Hey ladies, I hate to be a party pooper, but DH just agreed that we can TTC beginning next cycle (mid-July)!   So I don't mind keeping the thread for July (or maybe JMJ for July since we're making some changes?), but we'll need someone new for August forward....   

 

 

ETA: JMJ, i really like all of your ideas.  I think organizationally speaking, you're on the right track.  And I think differentiating between FAM a la TCOYF vs NFP is a great idea.
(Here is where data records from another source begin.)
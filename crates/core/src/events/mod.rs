//! Post-commit domain events.
//!
//! Services publish a `LedgerEvent` after their unit of work commits.
//! Subscribers (notifications, projections) react to it; their failures are
//! logged by the bus and never reach the publisher.

mod bus;
mod error;
mod notification;
mod types;

pub use bus::{EventBus, EventSubscriber};
pub use error::EventError;
pub use notification::{NotificationService, NotificationSubscriber};
pub use types::LedgerEvent;
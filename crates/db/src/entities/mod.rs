//! `SeaORM` entities, one module per table.

pub mod prelude;

pub mod fx_rates;
pub mod orders;
pub mod subscriptions;
pub mod transaction_settlements;
pub mod transactions;
impl RecordedGroup {
    /// Returns the pair of a kind.
    #[must_use]
    pub fn pair(&self, kind: TransactionKind) -> Option<&TransactionPair> {
        self.pairs.iter().find(|pair| pair.kind() == kind)
    }

    /// Returns the kinds written, in order.
    #[must_use]
    pub fn kinds(&self) -> Vec<TransactionKind> {
        self.pairs.iter().map(TransactionPair::kind).collect()
    }
}

/// Writes and reads the ledger.
#[derive(Clone)]
pub struct LedgerService {
    store: Arc<dyn LedgerStore>,
    currency: CurrencyService,
    fees: FeeConfig,
    accounts: PlatformAccounts,
    events: EventBus,
}
//! Currency service for exchange rate lookup and conversion.
//!
//! Rates come from an `FxRateProvider` and are cached with Moka, keyed by
//! currency pair and effective date.

use std::sync::Arc;
use std::time::Duration;

use async_trait::async_trait;
use chrono::{NaiveDate, Utc};
use fiscalhost_shared::types::Currency;
use moka::future::Cache;
use rust_decimal::Decimal;

use super::conversion::convert_minor;
use super::error::CurrencyError;
use super::exchange::ExchangeRate;

/// Default cache capacity (number of currency pairs per day).
const DEFAULT_CACHE_CAPACITY: u64 = 1_000;

/// Default time-to-live for cached rates (1 hour).
const DEFAULT_TTL_SECS: u64 = 3_600;

/// Source of exchange rates.
#[async_trait]
pub trait FxRateProvider: Send + Sync {
    /// Returns the rate (1 `from` = rate `to`) effective on `date`.
    ///
    /// # Errors
    ///
    /// Returns `CurrencyError::RateNotFound` when the pair is unknown.
    async fn get_fx_rate(
        &self,
        from: Currency,
        to: Currency,
        date: NaiveDate,
    ) -> Result<Decimal, CurrencyError>;
}

type RateKey = (Currency, Currency, NaiveDate);

/// Currency service wrapping a rate provider with a cache.
#[derive(Clone)]
pub struct CurrencyService {
    provider: Arc<dyn FxRateProvider>,
    cache: Cache<RateKey, Decimal>,
}

impl CurrencyService {
    /// Creates a currency service with default cache settings.
    ///
    /// Default: 1000 entries max, 1 hour TTL.
    #[must_use]
    pub fn new(provider: Arc<dyn FxRateProvider>) -> Self {
        Self::with_cache_config(provider, DEFAULT_CACHE_CAPACITY, DEFAULT_TTL_SECS)
    }

    /// Creates a currency service with custom cache configuration.
    ///
    /// # Arguments
    ///
    /// * `provider` - Source of exchange rates
    /// * `max_capacity` - Maximum number of cached rates
    /// * `ttl_secs` - Time-to-live in seconds for each rate
    #[must_use]
    pub fn with_cache_config(
        provider: Arc<dyn FxRateProvider>,
        max_capacity: u64,
        ttl_secs: u64,
    ) -> Self {
        let cache = Cache::builder()
            .max_capacity(max_capacity)
            .time_to_live(Duration::from_secs(ttl_secs))
            .build();

        Self { provider, cache }
    }

    /// Returns the rate between two currencies on a date (today when `None`).
    ///
    /// The rate of a currency to itself is always 1 and never hits the provider.
    ///
    /// # Errors
    ///
    /// Returns an error if the provider has no rate or returns a non-positive one.
    pub async fn get_fx_rate(
        &self,
        from: Currency,
        to: Currency,
        date: Option<NaiveDate>,
    ) -> Result<Decimal, CurrencyError> {
        Ok(self.quote(from, to, date).await?.rate)
    }

    /// Returns the full exchange rate record used for a conversion.
    ///
    /// # Errors
    ///
    /// Returns an error if the provider has no rate or returns a non-positive one.
    pub async fn quote(
        &self,
        from: Currency,
        to: Currency,
        date: Option<NaiveDate>,
    ) -> Result<ExchangeRate, CurrencyError> {
        let date = date.unwrap_or_else(|| Utc::now().date_naive());
        if from == to {
            return Ok(ExchangeRate::identity(from, date));
        }

        let key = (from, to, date);
        if let Some(rate) = self.cache.get(&key).await {
            return Ok(ExchangeRate::new(from, to, rate, date));
        }

        let rate = self.provider.get_fx_rate(from, to, date).await?;
        if rate <= Decimal::ZERO {
            return Err(CurrencyError::InvalidRate { from, to, rate });
        }

        tracing::debug!(%from, %to, %date, %rate, "Fetched exchange rate");
        self.cache.insert(key, rate).await;

        Ok(ExchangeRate::new(from, to, rate, date))
    }

    /// Converts minor units of `from` into minor units of `to` at today's rate.
    ///
    /// # Errors
    ///
    /// Returns an error if no rate is available or the result overflows.
    pub async fn convert(
        &self,
        amount: i64,
        from: Currency,
        to: Currency,
    ) -> Result<i64, CurrencyError> {
        let quote = self.quote(from, to, None).await?;
        convert_minor(amount, quote.rate, from, to)
    }

    /// Drops every cached rate.
    pub fn invalidate_all(&self) {
        self.cache.invalidate_all();
    }
}

#[cfg(test)]
mod tests {
    use super::*;
    use rust_decimal_macros::dec;
    use std::sync::atomic::{AtomicUsize, Ordering};

    struct CountingProvider {
        rate: Decimal,
        calls: AtomicUsize,
    }

    #[async_trait]
    impl FxRateProvider for CountingProvider {
        async fn get_fx_rate(
            &self,
            _from: Currency,
            _to: Currency,
            _date: NaiveDate,
        ) -> Result<Decimal, CurrencyError> {
            self.calls.fetch_add(1, Ordering::SeqCst);
            Ok(self.rate)
        }
    }

    struct MissingProvider;

    #[async_trait]
    impl FxRateProvider for MissingProvider {
        async fn get_fx_rate(
            &self,
            from: Currency,
            to: Currency,
            date: NaiveDate,
        ) -> Result<Decimal, CurrencyError> {
            Err(CurrencyError::RateNotFound { from, to, date })
        }
    }

    fn counting(rate: Decimal) -> Arc<CountingProvider> {
        Arc::new(CountingProvider {
            rate,
            calls: AtomicUsize::new(0),
        })
    }

    #[tokio::test]
    async fn test_same_currency_rate_is_one() {
        let provider = counting(dec!(2));
        let service = CurrencyService::new(provider.clone());

        let rate = service.get_fx_rate(Currency::Eur, Currency::Eur, None).await.unwrap();
        assert_eq!(rate, Decimal::ONE);
        assert_eq!(provider.calls.load(Ordering::SeqCst), 0);
    }

    #[tokio::test]
    async fn test_rates_are_cached() {
        let provider = counting(dec!(0.92));
        let service = CurrencyService::new(provider.clone());
        let date = NaiveDate::from_ymd_opt(2026, 5, 4);

        for _ in 0..3 {
            let rate = service.get_fx_rate(Currency::Usd, Currency::Eur, date).await.unwrap();
            assert_eq!(rate, dec!(0.92));
        }
        assert_eq!(provider.calls.load(Ordering::SeqCst), 1);
    }

    #[tokio::test]
    async fn test_convert_uses_rate() {
        let service = CurrencyService::new(counting(dec!(0.92)));
        let converted = service.convert(5000, Currency::Usd, Currency::Eur).await.unwrap();
        assert_eq!(converted, 4600);
    }

    #[tokio::test]
    async fn test_rejects_non_positive_rate() {
        let service = CurrencyService::new(counting(Decimal::ZERO));
        let err = service
            .get_fx_rate(Currency::Usd, Currency::Eur, None)
            .await
            .unwrap_err();
        assert!(matches!(err, CurrencyError::InvalidRate { .. }));
    }

    #[tokio::test]
    async fn test_missing_rate_propagates() {
        let service = CurrencyService::new(Arc::new(MissingProvider));
        let err = service
            .convert(100, Currency::Usd, Currency::Nzd)
            .await
            .unwrap_err();
        assert_eq!(err.error_code(), "EXCHANGE_RATE_NOT_FOUND");
    }
}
Yay!  I'm so happy for you.  I know you've been leaning that way for a while.  Best wishes for a baby soon!

 

I think for the most part, the materials should be about charting.  I don't want to pit FAM against NFP.  It's just that NFP is developed out of an anti-contraception mentality, and FAM is not.  Additionally, while we talk about using the Sympto-Thermal Method, we're actually talking about 3 sets of rules right now.  TCOYF, NFPI, and CCL all have different sets of rules, though NFPI and CCL are very similar since they were founded by the same people.  TCOYF has you establish a cover line while CCL/NFPI have you establish low and high temperature levels, and for NFPI especially, your temperature rise in relation to the low and high temperature levels makes a big difference in when you can declare that you are infertile.  It's the same research, but it is conceptualized very differently with a big emphasis on an inverse relationship between the strength of a temperature rise and the number of days of thermal shift and dry up needed.  The differences are at least as much as the differences between Billings and Creighton in the mucus-only camp.

post #36 of 94

I wanted to update that I had my first ever peak on the CBE fertility monitor this morning.  For the moment I am using it along with symptho thermal especially as I don't think my cervical mucus observations are that great although I can tell when I'm in the fertile range, I just cannot identify a peak.  I tend to get cm that is creamy but it doesn't get that real egg white stretchy quality I read of.  Perhaps that is due to breastfeeding.  Anyways, it is nice to have 2 indicators to be able to collaborate what I'm seeing.  Now I get to quit testing with the monitor until next cycle.  I expect my temperatures will rise soon.  

 

As for method, I find I do tend to use a mix of methods.  I do use NFP vs FAM but I check the rule in both TCOYF and CCL rules to see if I get the same result.  Again a lot of this is due to being new to assessing my chart and wanting to make sure I understand it.  In this way though it is nice to have materials on the different methods so over time one can learn about the different methods and can try out the different ones to see what is a good fit.   

post #37 of 94

Just another update that I have started my shift this morning.  It is not enough of a rise yet to say but I noticed last cycle, the first day of the rise, I had a temp of 97.5 and then it continued to rise the next day.  Since I had the peak on the monitor 2 days ago, I think this is what will happen again.  We will see what happens the next couple of days. 

post #38 of 94

So, dh and I had a little miscommunication last night and now I'm going to have to be on a pregnancy watch blush.gif.   I'm CD 14 today, and just got EWCM this morning.  Ever since my cycles returned, I've had looooong EWCM periods before ovulation.  Last cycle it was a full 7 days of it before O.  So I'm not really concerned, but there's still the possibility.  If I do conceive this cycle my plans for school are going to have to change drastically, also our plans for moving.  But, I would still be excited to be pregnant again. 

post #39 of 94
Thread Starter 

Jodi, thanks for the updates.  It helps us all to get a feel for how it is working for you.

 

Angelorum, I hope things turn out for you.  Are you sure the EWCM was not seminal residue?  Keep us posted.

 

I spent a good chunk of the afternoon updating this wiki.  I still need to add links and fertility monitor/marquette method information, maybe a few other details here and there.  Please give me any feedback... I warned you I was wordy, right?

post #40 of 94

Isn't seminal fluid cloudy?  I've had some of that, but also copious amounts of clear stretchy stuff all day.  More than I would expect for just semen.